The Japanese car maker said yesterday that its Burnaston assembly plant near Derby and its Deeside engine factory in north Wales made a pre-tax profit of £60.2m in the year to March 2006, compared with a £50.4m profit in the previous 12 months.

The improvement is in stark contrast to the plight of other UK-based car makers, with Peugeot closing its Ryton factory, Vauxhall cutting production at Ellesmere Port and Ford having put Jaguar up for sale after years of heavy losses.

Hein van Gerwen, the new managing director of Toyota's UK manufacturing operations, said he wanted the Japanese car maker to be treated as a "home brand" in the way that MG Rover and Ford once were.

Contrasting the way in which German and French motorists were more patriotic in their car-buying habits, Mr Van Gerwen said: "I think that maybe if we were perceived more as a UK car maker then we could sell more cars in the UK. We have to be seen as more of a local company."

Toyota sponsors its local football team, Derby County, and every car which rolls off the Burnaston production line is stamped "Made in the UK". Mr Van Gerwen, a former goalkeeper with the Dutch team PSV Eindhoven, said his longer-term aim was to double Toyota's UK market share to 10 per cent. At present, 85 per cent of Burnaston's output is exported.

Production of the Corolla and Avensis at Burnaston will reach about 280,000 this year and Mr Van Gerwen said Toyota had the capacity to increase that to more than 300,000 without going to a third shift.

He said Burnaston was now on a par with Toyota's manufacturing plants in Japan in terms of productivity and efficiency but that it had to keep driving out cost to be favoured for new model investment in three or four years.

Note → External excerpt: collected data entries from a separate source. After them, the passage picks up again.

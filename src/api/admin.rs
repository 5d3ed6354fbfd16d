use axum::{extract::State, http::StatusCode, Json};
use serde::{Deserialize, Serialize};
use serde_json::{json, Value};
use tracing::{info, warn};

use super::extract::{ApiJson, ApiPath};
use super::{ApiError, AppState};
use crate::activity;
use crate::auth::Session;
use crate::db::GigStore;
use crate::extraction::{ExtractionRequest, MessageSource};
use crate::models::{GigRecord, TBD};

#[derive(Debug, Deserialize)]
pub(super) struct MessageBody {
    message: String,
}

#[derive(Debug, Deserialize)]
pub(super) struct ManualGig {
    date: String,
    venue: String,
    city: String,
    #[serde(default)]
    time: Option<String>,
}

impl ManualGig {
    fn into_record(self) -> GigRecord {
        let time = self
            .time
            .map(|t| t.trim().to_string())
            .filter(|t| !t.is_empty())
            .unwrap_or_else(|| TBD.to_string());
        GigRecord::new(self.date.trim(), self.venue.trim(), self.city.trim(), time)
    }
}

#[derive(Debug, Deserialize)]
pub(super) struct RestoreBody {
    gig: GigRecord,
}

/// Stored gig with its position. Records that fail validation are still
/// listed so they can be fixed or deleted by index.
#[derive(Debug, Serialize)]
pub(super) struct IndexedGig {
    index: usize,
    valid: bool,
    #[serde(skip_serializing_if = "Option::is_none")]
    problem: Option<String>,
    #[serde(flatten)]
    gig: GigRecord,
}

impl IndexedGig {
    fn new(index: usize, gig: GigRecord) -> Self {
        let problem = gig.validate().err().map(|err| err.to_string());
        Self {
            index,
            valid: problem.is_none(),
            problem,
            gig,
        }
    }
}

async fn audit(state: &AppState, session: &Session, action: &str) {
    let entry = activity::access_entry(
        &session.username,
        session.artist.as_str(),
        session.role.as_str(),
        action,
    );
    state.access_log.record(&entry).await;
}

fn web_request(
    state: &AppState,
    session: &Session,
    body: MessageBody,
) -> Result<ExtractionRequest, ApiError> {
    if body.message.trim().is_empty() {
        return Err(ApiError::BadRequest("message must not be empty".to_string()));
    }
    Ok(ExtractionRequest::dated_now(
        body.message,
        session.artist.clone(),
        state.tz,
        MessageSource::Web {
            username: session.username.clone(),
        },
    ))
}

pub(super) async fn me(session: Session) -> Json<Session> {
    Json(session)
}

pub(super) async fn list_gigs(
    State(state): State<AppState>,
    session: Session,
) -> Result<Json<Vec<IndexedGig>>, ApiError> {
    let gigs = state.store().list(&session.artist).await?;
    audit(&state, &session, "listed gigs of").await;
    let items: Vec<IndexedGig> = gigs
        .into_iter()
        .enumerate()
        .map(|(index, gig)| IndexedGig::new(index, gig))
        .collect();
    for item in items.iter().filter(|item| !item.valid) {
        warn!(
            artist = %session.artist,
            index = item.index,
            problem = item.problem.as_deref().unwrap_or_default(),
            "stored gig is invalid"
        );
    }
    Ok(Json(items))
}

/// Parser log entries for the session's artist, as plain text.
pub(super) async fn parser_log(
    State(state): State<AppState>,
    session: Session,
) -> Result<String, ApiError> {
    if let Err(err) = session.require_editor(&session.artist) {
        audit(&state, &session, "denied parser log of").await;
        return Err(err.into());
    }
    let contents = state
        .parser_log
        .read()
        .await
        .map_err(|err| ApiError::Internal(format!("failed to read parser log: {err}")))?;
    audit(&state, &session, "viewed parser log of").await;
    Ok(activity::parser_entries_for(&contents, session.artist.as_str()))
}

/// Extraction preview; nothing is stored.
pub(super) async fn parse_gig(
    State(state): State<AppState>,
    session: Session,
    ApiJson(body): ApiJson<MessageBody>,
) -> Result<Json<GigRecord>, ApiError> {
    session.require_editor(&session.artist)?;
    let request = web_request(&state, &session, body)?;
    let gig = state.pipeline.extract(&request).await?;
    Ok(Json(gig))
}

pub(super) async fn parse_and_add(
    State(state): State<AppState>,
    session: Session,
    ApiJson(body): ApiJson<MessageBody>,
) -> Result<(StatusCode, Json<GigRecord>), ApiError> {
    session.require_editor(&session.artist)?;
    let request = web_request(&state, &session, body)?;
    let gig = state.pipeline.process(&request).await?;
    Ok((StatusCode::CREATED, Json(gig)))
}

pub(super) async fn save_gig(
    State(state): State<AppState>,
    session: Session,
    ApiJson(body): ApiJson<ManualGig>,
) -> Result<(StatusCode, Json<GigRecord>), ApiError> {
    session.require_editor(&session.artist)?;
    let gig = body.into_record();
    gig.validate()?;
    state.store().append(&session.artist, gig.clone()).await?;
    info!(user = %session.username, artist = %session.artist, date = %gig.date, venue = %gig.venue, "gig saved");
    audit(&state, &session, "saved a gig for").await;
    Ok((StatusCode::CREATED, Json(gig)))
}

pub(super) async fn replace_gig(
    State(state): State<AppState>,
    session: Session,
    ApiPath(index): ApiPath<usize>,
    ApiJson(body): ApiJson<ManualGig>,
) -> Result<Json<Value>, ApiError> {
    session.require_editor(&session.artist)?;
    let gig = body.into_record();
    gig.validate()?;
    let previous = state
        .store()
        .replace(&session.artist, index, gig.clone())
        .await?;
    info!(user = %session.username, artist = %session.artist, index, "gig updated");
    audit(&state, &session, &format!("updated gig {index} of")).await;
    Ok(Json(json!({ "gig": gig, "previous": previous })))
}

pub(super) async fn delete_gig(
    State(state): State<AppState>,
    session: Session,
    ApiPath(index): ApiPath<usize>,
) -> Result<Json<Value>, ApiError> {
    session.require_editor(&session.artist)?;
    let deleted = state.store().remove(&session.artist, index).await?;
    info!(user = %session.username, artist = %session.artist, index, venue = %deleted.venue, "gig deleted");
    audit(&state, &session, &format!("deleted gig {index} of")).await;
    Ok(Json(json!({ "deleted_gig": deleted })))
}

/// Undo for a delete: the gig goes back on the end of the list.
pub(super) async fn restore_gig(
    State(state): State<AppState>,
    session: Session,
    ApiJson(body): ApiJson<RestoreBody>,
) -> Result<(StatusCode, Json<GigRecord>), ApiError> {
    session.require_editor(&session.artist)?;
    body.gig.validate()?;
    state
        .store()
        .append(&session.artist, body.gig.clone())
        .await?;
    info!(user = %session.username, artist = %session.artist, date = %body.gig.date, "gig restored");
    audit(&state, &session, "restored a gig for").await;
    Ok((StatusCode::CREATED, Json(body.gig)))
}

Mr Van Gerwen said a third model could be built at Burnaston and that he would lobby hard for the UK to be chosen as the manufacturing location should Toyota decide to produce its Lexus cars outside Japan.

Toyota's aim is to sell 1.2 million cars a year in Europe by 2010 - of which 800,000 would be built locally. It seems almost certain to beat that target with European sales hitting 964,000 last year, of which 638,000 were locally produced at four plants in Europe.

Last year's profit improvement came despite a 30 per cent rise in raw material costs. Mr Van Gerwen warned profits would fall this year because of higher input prices, particularly for copper, aluminium and energy.

Toyota is aiming to improve the efficiency of its UK operations at an annual rate of 4-5 per cent while seeking to improve the cost effectiveness of its supply chain. It buys in £550m of components from UK suppliers, accounting for 45 per cent of its total needs.